Contras
Contras
Contras, an anti-Sandinista military force funded by the administration of President Ronald Reagan during the 1980s. Conceived in 1981 as an armed force to interdict arms supplies shipped from Nicaragua to anti-government guerrillas in El Salvador, the contras grew from a five-hundred-man force to an estimated twelve thousand men with the objective of ousting the Sandinistas from political power. The contras eventually represented Nicaragua's diverse political factions: ex-Somocistas, Miskito Indians and disgruntled Sandinistas, and members of Nicaragua's upper, middle, and lower social sectors. U.S. congressional discontent with the contras' attacks upon civilian targets and their continued human rights violations led in 1984 to the Boland Amendment, which cut military aid to them. The Reagan administration then turned to the National Security Council, where Lieutenant Colonel Oliver North solicited money from leaders of oil-rich nations and generated funds from missile sales to Iran. Operating from base camps in Honduras, the contras conducted forays into Nicaragua but never controlled any territory inside the country, nor did they ever gain popular support. As Reagan's Central American policy came under increasing criticism at home, Central American peace initiatives took hold. In 1989, first at Tesoro Beach, El Salvador, in February and then at Tela, Honduras, in August, the Central American presidents forged an agreement that provided for free elections in Nicaragua and the disbanding of the contras. Under these conditions, the U.S. Congress appropriated $49.7 million in humanitarian aid for the contras pending the results of the February 1990 elections. When Violeta Barrios de Chamorro defeated Daniel Ortega Saavedra for the Nicaraguan presidency, the justification for the existence of the contras disappeared. Under the supervision of a United Nations peacekeeping force, the contras were disbanded by June 1990, but not all returned to Nicaragua. Some remained scattered throughout Central America, while the wealthier supporters resided in the United States.
See alsoNicaragua, Sandinista National Liberation Front (FSLN); United States-Latin American Relations.
BIBLIOGRAPHY
Robert A. Pastor, Condemned to Repetition: The United States and Nicaragua (1987).
Bob Woodward, Veil: The Secret Wars of the CIA, 1981–1987 (1987).
U.S. Congress. House Of Representatives Select Committee to Investigate Covert Arms Transactions with Iran and Senate Select Committee on Secret Military Assistance to Iran and the Nicaraguan Opposition, Iran-Contra Affair. 100th Congress, 1st session, House Report No. 100-433, Senate Report No. 100-216 (1987).
Roy Gutman, Banana Diplomacy: The Making of American Policy in Nicaragua, 1981–1987 (1988).
Additional Bibliography
Brown, Timothy C. The Real Contra War: Highlander Peasant Resistance in Nicaragua.
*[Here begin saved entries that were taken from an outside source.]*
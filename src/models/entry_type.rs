use serde::{Deserialize, Serialize};
use std::fmt;

/// Category of a log entry.
///
/// Stored as its lowercase tag (`"work"`, `"child_sick"`, ...). Tags that are
/// not recognised survive a load/save cycle unchanged as `Other`.
#[derive(Debug, Clone, PartialEq, Eq, Hash, Serialize, Deserialize)]
#[serde(from = "String", into = "String")]
pub enum EntryType {
    Work,
    Sick,
    FamilySick,
    ParentSick,
    SpouseSick,
    SpouseAbsence,
    ChildSick,
    Vacation,
    Reserve,
    Bereavement,
    Study,
    Other(String),
}

impl EntryType {
    pub const KNOWN: &[EntryType] = &[
        EntryType::Work,
        EntryType::Sick,
        EntryType::FamilySick,
        EntryType::ParentSick,
        EntryType::SpouseSick,
        EntryType::SpouseAbsence,
        EntryType::ChildSick,
        EntryType::Vacation,
        EntryType::Reserve,
        EntryType::Bereavement,
        EntryType::Study,
    ];

    pub fn from_tag(s: &str) -> Self {
        match s {
            "work" => Self::Work,
            "sick" => Self::Sick,
            "family_sick" => Self::FamilySick,
            "parent_sick" => Self::ParentSick,
            "spouse_sick" => Self::SpouseSick,
            "spouse_absence" => Self::SpouseAbsence,
            "child_sick" => Self::ChildSick,
            "vacation" => Self::Vacation,
            "reserve" => Self::Reserve,
            "bereavement" => Self::Bereavement,
            "study" => Self::Study,
            other => Self::Other(other.to_string()),
        }
    }

    /// Strict parse for user input: unknown tags are rejected.
    pub fn parse_known(s: &str) -> Option<Self> {
        match Self::from_tag(&s.trim().to_lowercase()) {
            Self::Other(_) => None,
            t => Some(t),
        }
    }

    pub fn as_tag(&self) -> &str {
        match self {
            Self::Work => "work",
            Self::Sick => "sick",
            Self::FamilySick => "family_sick",
            Self::ParentSick => "parent_sick",
            Self::SpouseSick => "spouse_sick",
            Self::SpouseAbsence => "spouse_absence",
            Self::ChildSick => "child_sick",
            Self::Vacation => "vacation",
            Self::Reserve => "reserve",
            Self::Bereavement => "bereavement",
            Self::Study => "study",
            Self::Other(s) => s,
        }
    }

    pub fn is_work(&self) -> bool {
        matches!(self, Self::Work)
    }

    /// Sick leave and its family sub-categories need a supporting document.
    pub fn requires_attachment(&self) -> bool {
        matches!(
            self,
            Self::Sick
                | Self::FamilySick
                | Self::ParentSick
                | Self::SpouseSick
                | Self::SpouseAbsence
                | Self::ChildSick
        )
    }
}

impl Default for EntryType {
    fn default() -> Self {
        Self::Other(String::new())
    }
}

impl From<String> for EntryType {
    fn from(s: String) -> Self {
        Self::from_tag(&s)
    }
}

impl From<EntryType> for String {
    fn from(t: EntryType) -> Self {
        t.as_tag().to_string()
    }
}

impl fmt::Display for EntryType {
    fn fmt(&self, f: &mut fmt::Formatter<'_>) -> fmt::Result {
        f.write_str(self.as_tag())
    }
}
Norman: University of Oklahoma Press, 2001.
Cameron, Bruce P. My Life in the Time of the Contras. Albuquerque: University of New Mexico Press, 2007.
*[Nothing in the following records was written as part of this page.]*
use crate::cli::parser::Commands;
use crate::config::Config;
use crate::db::pool::DbPool;
use crate::errors::AppResult;
use crate::export::ExportLogic;

pub fn handle(cmd: &Commands, cfg: &Config) -> AppResult<()> {
    if let Commands::Export {
        format,
        file,
        range,
        force,
    } = cmd
    {
        let pool = DbPool::new(&cfg.database)?;
        ExportLogic::export(&pool, *format, file, range.as_deref(), *force)?;
    }
    Ok(())
}
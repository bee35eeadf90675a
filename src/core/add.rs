use crate::core::store::WorkLogStore;
use crate::core::validate::validate_entry;
use crate::db::log::ttlog;
use crate::db::pool::DbPool;
use crate::errors::AppResult;
use crate::models::entry_type::EntryType;
use crate::models::log_entry::LogEntry;
use crate::ui::messages::warning;
use chrono::{NaiveDate, NaiveTime};

/// Fields collected from the command line for a new entry.
#[derive(Debug, Clone)]
pub struct NewEntry {
    pub date: NaiveDate,
    pub start: NaiveTime,
    pub end: NaiveTime,
    pub kind: EntryType,
    pub client: String,
    pub location: String,
    pub attachment: Option<String>,
}

pub struct AddLogic;

impl AddLogic {
    /// Validate and store a new entry; returns it with its assigned id.
    pub fn apply(pool: &DbPool, new: NewEntry) -> AppResult<LogEntry> {
        let mut store = WorkLogStore::open(pool)?;

        let mut entry = LogEntry::new(store.next_id(), new.date, new.start, new.end, new.kind);
        entry.client = new.client;
        entry.location = new.location;
        entry.attachment_name = new.attachment;

        validate_entry(&entry)?;
        store.add(entry.clone())?;

        if let Err(e) = ttlog(
            &pool.conn,
            "add",
            &entry.id,
            &format!(
                "{} {} {}-{}",
                entry.date, entry.kind, entry.start_time, entry.end_time
            ),
        ) {
            warning(format!("Failed to write internal log: {e}"));
        }

        Ok(entry)
    }
}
Sobel, Richard. Public Opinion in U.S. Foreign Policy: The Controversy over Contra Aid. Lanham, MD: Rowman & Littlefield, 1993.
Webb, Gary. Dark Alliance: The CIA, The Contras, and the Crack Cocaine Explosion. New York: Seven Stories Press, 1999.
Zamora R., Augusto. El conflicto Estados Unidos-Nicaragua, 1979–1990. Managua: Fondo Editorial CIRA, 1996.